MATA INDONESIA, INTERNASIONAL – Seorang polisi tewas dan puluhan orang terluka dalam bentrokan antara pasukan keamanan dan pengunjuk rasa anti-pemerintah di Irak Selatan. Kekerasan berkobar di Lapangan Haboubi di kota Nisiriya pada Minggu (10/1), setelah penangkapan aktivis di provinsi Dhi Qar.
Para saksi mata mengatakan pasukan keamanan melepaskan tembakan untuk membubarkan demonstran, termasuk beberapa orang yang melempar batu dari alun-alun kota yang menjadi pusat dari gerakan protes yang dimulai sejak Oktober 2019.
Seorang saksi mata mengatakan, puluhan pengunjuk rasa membakar ban mobil dan memblokir jalan utama di kota itu. Sementara para pejabat mengungkapkan, setidaknya 18 pengunjuk rasa terluka dan lebih dari 40 lainnya terluka, melansir Reuters, Senin, 11 Januari 2021.
Petugas medis yang tidak disebutkan namanya mengatakan kepada kantor berita AFP bahwa seorang aparat kepolisian terbunuh dengan peluru di kepala. Namun, laporan membantah berita tersebut.

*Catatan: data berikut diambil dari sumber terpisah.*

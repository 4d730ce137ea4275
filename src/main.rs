// SPDX-License-Identifier: Apache-2.0
// Copyright (c) 2025 Au-Zone Technologies. All Rights Reserved.

use args::{Args, Command, Connection, DaemonAction, Render, SnapshotArgs, StreamArgs};
use clap::Parser;
use irimager::{
    script, thermal::TemperatureStats, Error as ImagerError, IrImager, Palette, PaletteScale,
    ShutterMode,
};
use std::{
    error::Error,
    io::{self, BufRead, Write},
    path::Path,
    time::Instant,
};
use tracing::{debug, info};
use tracing_subscriber::{fmt, layer::SubscriberExt, EnvFilter};

mod args;

fn init_logging(args: &Args) -> Result<(), Box<dyn Error>> {
    tracing_log::LogTracer::init()?;

    let level = if args.verbose { "debug" } else { "info" };
    let env_filter = EnvFilter::try_from_default_env().or_else(|_| EnvFilter::try_new(level))?;
    let journald = tracing_journald::layer().ok();

    let subscriber = tracing_subscriber::registry()
        .with(env_filter)
        .with(fmt::layer().with_writer(io::stderr))
        .with(journald);

    #[cfg(feature = "tracy")]
    let subscriber = subscriber.with(args.tracy.then(|| {
        tracy_client::Client::start();
        tracing_tracy::TracyLayer::default()
    }));

    tracing::subscriber::set_global_default(subscriber)?;

    #[cfg(not(feature = "tracy"))]
    if args.tracy {
        tracing::warn!("built without the tracy feature, --tracy has no effect");
    }

    Ok(())
}

fn main() -> Result<(), Box<dyn Error>> {
    let args = Args::parse();
    init_logging(&args)?;

    let imager = match &args.library {
        Some(path) => IrImager::open(path)?,
        None => IrImager::open_default()?,
    };

    match &args.command {
        Command::Info(conn) => {
            connect(&imager, conn)?;
            print_info(&imager)
        }
        Command::Snapshot(snap) => {
            connect(&imager, &snap.connection)?;
            apply_render(&imager, &snap.render)?;
            snapshot(&imager, snap)
        }
        Command::Stream(stream_args) => {
            connect(&imager, &stream_args.connection)?;
            apply_render(&imager, &stream_args.render)?;
            stream(&imager, stream_args)
        }
        Command::Daemon { action } => daemon(&imager, *action),
        Command::Script => run_script(&imager),
    }
}

fn path_str<'a>(name: &str, path: &'a Path) -> Result<&'a str, ImagerError> {
    path.to_str()
        .ok_or_else(|| ImagerError::BadArguments(format!("{name} is not valid UTF-8")))
}

fn connect(imager: &IrImager, conn: &Connection) -> Result<(), ImagerError> {
    match (&conn.usb, &conn.tcp) {
        (Some(config), _) => {
            let formats = conn
                .formats
                .as_deref()
                .map(|p| path_str("formats", p))
                .transpose()?;
            let log_file = conn
                .log_file
                .as_deref()
                .map(|p| path_str("log file", p))
                .transpose()?;
            imager.usb_init(path_str("usb config", config)?, formats, log_file)?;
            info!(config = %config.display(), "connected over USB");
        }
        (None, Some(host)) => {
            imager.tcp_init(host, conn.port)?;
            info!(host, port = conn.port, "connected to daemon");
        }
        (None, None) => {
            return Err(ImagerError::BadArguments(
                "either --usb or --tcp is required".to_string(),
            ))
        }
    }
    Ok(())
}

fn apply_render(imager: &IrImager, render: &Render) -> Result<(), ImagerError> {
    if let Some(range) = &render.temperature_range {
        imager.set_temperature_range(range[0], range[1])?;
    }
    if let Some(palette) = render.palette {
        imager.set_palette(Palette::from(palette))?;
    }
    if let Some(scale) = render.palette_scale {
        imager.set_palette_scale(PaletteScale::from(scale))?;
    }
    if let Some(mode) = render.shutter_mode {
        imager.set_shutter_mode(ShutterMode::from(mode))?;
    }
    if let Some(radiation) = &render.radiation {
        imager.set_radiation_parameters(radiation[0], radiation[1], radiation[2])?;
    }
    if let Some(focus) = render.focus {
        imager.set_focus_motor_position(focus)?;
    }
    debug!(?render, "render parameters applied");
    Ok(())
}

fn print_info(imager: &IrImager) -> Result<(), Box<dyn Error>> {
    let (tw, th) = imager.thermal_image_size()?;
    let (pw, ph) = imager.palette_image_size()?;
    println!("thermal image: {tw}x{th}");
    println!("palette image: {pw}x{ph}");

    match imager.focus_motor_position() {
        Ok(pos) if pos < 0.0 => println!("focus motor: not available"),
        Ok(pos) => println!("focus motor: {pos:.1}%"),
        Err(e) => println!("focus motor: {e}"),
    }

    let running = imager.daemon_is_running()?;
    println!("daemon: {}", if running { "running" } else { "stopped" });
    Ok(())
}

fn snapshot(imager: &IrImager, args: &SnapshotArgs) -> Result<(), Box<dyn Error>> {
    let now = Instant::now();
    let thermal = imager.thermal_image()?;
    let capture_time = now.elapsed();
    let (height, width) = thermal.dim();

    match TemperatureStats::of(thermal.view()) {
        Some(stats) => println!(
            "thermal {}x{} min: {:.1}°C max: {:.1}°C mean: {:.1}°C capture: {:?}",
            width, height, stats.min, stats.max, stats.mean, capture_time
        ),
        None => println!("thermal image is empty"),
    }

    if let Some(path) = &args.jpeg {
        write_jpeg(imager, path)?;
    }
    Ok(())
}

#[cfg(feature = "jpeg")]
fn write_jpeg(imager: &IrImager, path: &Path) -> Result<(), Box<dyn Error>> {
    let palette = imager.palette_image()?;
    let jpeg = irimager::jpeg::encode_jpeg(&palette, 90)?;
    std::fs::write(path, &jpeg)?;
    let (height, width, _) = palette.dim();
    println!(
        "saved {} resolution: {}x{} size: {}",
        path.display(),
        width,
        height,
        jpeg.len()
    );
    Ok(())
}

#[cfg(not(feature = "jpeg"))]
fn write_jpeg(_imager: &IrImager, path: &Path) -> Result<(), Box<dyn Error>> {
    tracing::warn!(path = %path.display(), "built without the jpeg feature, not writing JPEG");
    Ok(())
}

fn update_fps(prev: &mut Instant, history: &mut [i64], index: &mut usize) -> i64 {
    let now = Instant::now();

    let elapsed = now.duration_since(*prev);
    *prev = now;

    history[*index] = 1e9 as i64 / elapsed.as_nanos().max(1) as i64;
    *index = (*index + 1) % history.len();

    (history.iter().sum::<i64>() as f64 / history.len() as f64).round() as i64
}

fn stream(imager: &IrImager, args: &StreamArgs) -> Result<(), Box<dyn Error>> {
    #[cfg(feature = "jpeg")]
    let writer = match &args.jpeg_dir {
        Some(dir) => Some(writer::JpegWriter::spawn(dir)?),
        None => None,
    };
    #[cfg(not(feature = "jpeg"))]
    if let Some(dir) = &args.jpeg_dir {
        tracing::warn!(dir = %dir.display(), "built without the jpeg feature, not writing JPEGs");
    }

    let mut prev = Instant::now();
    let mut history = vec![0; 30];
    let mut index = 0;
    let mut count = 0u64;

    while args.frames.map_or(true, |n| count < n) {
        let fps = update_fps(&mut prev, &mut history, &mut index);
        let now = Instant::now();
        let palette = imager.palette_image()?;
        let capture_time = now.elapsed();
        let (height, width, _) = palette.dim();

        if args.thermal {
            let thermal = imager.thermal_image()?;
            if let Some(stats) = TemperatureStats::of(thermal.view()) {
                debug!(min = stats.min, max = stats.max, mean = stats.mean, "thermal frame");
            }
        }

        debug!(frame = count, width, height, ?capture_time, fps, "palette frame");

        #[cfg(feature = "jpeg")]
        if let Some(writer) = &writer {
            writer.send(count, palette);
        }

        #[cfg(feature = "tracy")]
        if let Some(client) = tracy_client::Client::running() {
            client.frame_mark();
        }

        count += 1;
    }

    #[cfg(feature = "jpeg")]
    if let Some(writer) = writer {
        writer.finish();
    }

    info!(frames = count, "stream finished");
    Ok(())
}

fn daemon(imager: &IrImager, action: DaemonAction) -> Result<(), Box<dyn Error>> {
    match action {
        DaemonAction::Launch => {
            imager.daemon_launch()?;
            info!("daemon launched");
        }
        DaemonAction::Kill => {
            imager.daemon_kill()?;
            info!("daemon killed");
        }
        DaemonAction::Status => {
            let running = imager.daemon_is_running()?;
            println!("{}", if running { "running" } else { "stopped" });
        }
    }
    Ok(())
}

fn run_script(imager: &IrImager) -> Result<(), Box<dyn Error>> {
    let stdin = io::stdin();
    let mut stdout = io::stdout().lock();
    for line in stdin.lock().lines() {
        let line = line?;
        if line.trim().is_empty() {
            continue;
        }
        let reply = script::handle_line(imager, &line);
        writeln!(stdout, "{reply}")?;
        stdout.flush()?;
    }
    Ok(())
}

#[cfg(feature = "jpeg")]
mod writer {
    use irimager::{jpeg::encode_jpeg, PaletteImage};
    use std::{fs, io, path::Path, thread};
    use tracing::{debug, warn};

    /// Encodes palette frames to numbered JPEG files on its own thread, since
    /// encoding can be slower than the camera's frame rate.
    pub struct JpegWriter {
        tx: kanal::Sender<(u64, PaletteImage)>,
        handle: thread::JoinHandle<()>,
    }

    impl JpegWriter {
        pub fn spawn(dir: &Path) -> io::Result<Self> {
            fs::create_dir_all(dir)?;
            let dir = dir.to_path_buf();
            let (tx, rx) = kanal::bounded::<(u64, PaletteImage)>(2);
            let handle = thread::spawn(move || {
                while let Ok((index, img)) = rx.recv() {
                    let path = dir.join(format!("frame-{index:06}.jpg"));
                    let jpeg = match encode_jpeg(&img, 90) {
                        Ok(j) => j,
                        Err(e) => {
                            warn!("jpeg encode error: {e:?}");
                            continue;
                        }
                    };
                    match fs::write(&path, &jpeg) {
                        Ok(()) => debug!(path = %path.display(), size = jpeg.len(), "jpeg saved"),
                        Err(e) => warn!(path = %path.display(), "jpeg write error: {e}"),
                    }
                }
            });
            Ok(Self { tx, handle })
        }

        /// Hands a frame to the encoder, dropping it if the encoder is busy.
        pub fn send(&self, index: u64, img: PaletteImage) {
            match self.tx.try_send((index, img)) {
                Ok(true) => {}
                Ok(false) => debug!(frame = index, "jpeg encoder busy, frame dropped"),
                Err(e) => warn!("jpeg send error: {e:?}"),
            }
        }

        pub fn finish(self) {
            drop(self.tx);
            if self.handle.join().is_err() {
                warn!("jpeg writer thread panicked");
            }
        }
    }
}

#[cfg(test)]
mod tests {
    use super::update_fps;
    use std::time::{Duration, Instant};

    #[test]
    fn fps_average() {
        let mut prev = Instant::now() - Duration::from_millis(100);
        let mut history = vec![10; 4];
        let mut index = 0;
        let fps = update_fps(&mut prev, &mut history, &mut index);
        assert_eq!(index, 1);
        assert!(fps <= 10);
    }
}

Protes anti-pemerintah di selatan Irak yang didominasi oleh kaum Syiah terus berlanjut secara sporadis, bahkan ketika protes di Baghdad sudah mereda dan usai tindakan keras pemerintah yang mematikan terhadap para demonstran.
Lebih dari 500 pengunjuk rasa tewas dalam tindakan represif, ketika ribuan orang berunjuk rasa menentang korupsi, pengangguran, layanan publik yang buruk, dan lainnya. Protes tersebut juga mendorong Perdana Menteri Adel Abdul Mahdi mengundurkan diri pada akhir November 2019.
Penculikan, pembunuhan yang ditargetkan, dan penangkapan para pemimpin protes terus berlanjut. Bersamaan dengan tuntutan diakhirinya korupsi politik, pengunjuk rasa menginginkan pekerjaan dan peningkatan layanan publik. Tetapi kemampuan negara untuk membiayai tuntutan ini terhambat oleh krisis ekonomi, termasuk defisit fiskal.
Pemerintah Irak yang saat ini dipimpin oleh Mustafa al-Kadhimi, sedang bergulat dengan krisis ekonomi dan diperparah dengan penurunan harga minyak, yang merupakan sumber utama pendapatan Irak, serta pandemi COVID-19.